Task to complete:
Find the line with "if let Some(inode)" in the records below. Copy it and every line after it, up to and including the line with "pub(crate) fn evict(&self, inode: &Arc<Inode>)".

Dataset records:
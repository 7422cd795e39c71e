//! Inode Store
//!
//! 以 `(设备号, 索引)` 为键的全局 Inode 缓存，保证同一个磁盘对象在内存中
//! 只有一个 [`Inode`]。缓存槽位不计入 Inode 的引用计数：一旦最后一个所有者
//! 离开（`free`），或者调用者在没有建立所有权的情况下归还临时持有（`put`），
//! 槽位即被清除。
//!
//! 槽位本身持有强引用 `Arc<Inode>`，因此必须由 `free`/`put` 显式清除，不会随所有者离开自动失效。

use alloc::sync::Arc;

use hashbrown::HashMap;
use sync::SpinLock;

use crate::{FsError, Inode, InodeDesc, InodeId};

/// 全局 Inode 缓存
pub struct InodeStore {
    slots: SpinLock<HashMap<InodeId, Arc<Inode>>>,
}

impl Default for InodeStore {
    fn default() -> Self {
        Self::new()
    }
}

impl InodeStore {
    /// 创建空缓存
    pub fn new() -> Self {
        Self {
            slots: SpinLock::new(HashMap::new()),
        }
    }

    /// 查找已缓存的 Inode
    pub fn get(&self, id: InodeId) -> Option<Arc<Inode>> {
        self.slots.lock().get(&id).cloned()
    }

    /// 取得 `id` 对应的规范 Inode，不存在时用 `desc` 创建并缓存
    ///
    /// 命中缓存时 `desc` 被丢弃。
    pub fn get_or_create(&self, id: InodeId, desc: InodeDesc) -> Result<Arc<Inode>, FsError> {
        let mut slots = self.slots.lock();
        if let Some(inode) = slots.get(&id) {
            return Ok(inode.clone());
        }
        slots.try_reserve(1)?;
        let inode = Arc::new(Inode::from_desc(id.dev, desc));
        slots.insert(id, inode.clone());
        Ok(inode)
    }

    /// 归还临时持有：Inode 没有任何所有者时清除槽位
    pub fn put(&self, inode: &Arc<Inode>) {
        if inode.ref_count() == 0 {
            self.evict(inode);
        }
    }

    /// 清除槽位（仅当槽位中正是这个 Inode）
    pub(crate) fn evict(&self, inode: &Arc<Inode>) {
        let mut slots = self.slots.lock();
        if slots
            .get(&inode.id())
            .is_some_and(|cached| Arc::ptr_eq(cached, inode))
        {
            slots.remove(&inode.id());
        }
    }

    /// 是否缓存了 `id`
    pub fn contains(&self, id: InodeId) -> bool {
        self.slots.lock().contains_key(&id)
    }

    /// 缓存的 Inode 数量
    pub fn len(&self) -> usize {
        self.slots.lock().len()
    }

    /// 缓存是否为空
    pub fn is_empty(&self) -> bool {
        self.len() == 0
    }
}
//! Mock 实现模块
//!
//! 提供架构与文件系统运行时的 Mock 实现，用于测试

pub mod arch;
pub mod fs;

Exercise answer:
        if let Some(inode) = slots.get(&id) {
            return Ok(inode.clone());
        }
        slots.try_reserve(1)?;
        let inode = Arc::new(Inode::from_desc(id.dev, desc));
        slots.insert(id, inode.clone());
        Ok(inode)
    }

    /// 归还临时持有：Inode 没有任何所有者时清除槽位
    pub fn put(&self, inode: &Arc<Inode>) {
        if inode.ref_count() == 0 {
            self.evict(inode);
        }
    }

    /// 清除槽位（仅当槽位中正是这个 Inode）
    pub(crate) fn evict(&self, inode: &Arc<Inode>) {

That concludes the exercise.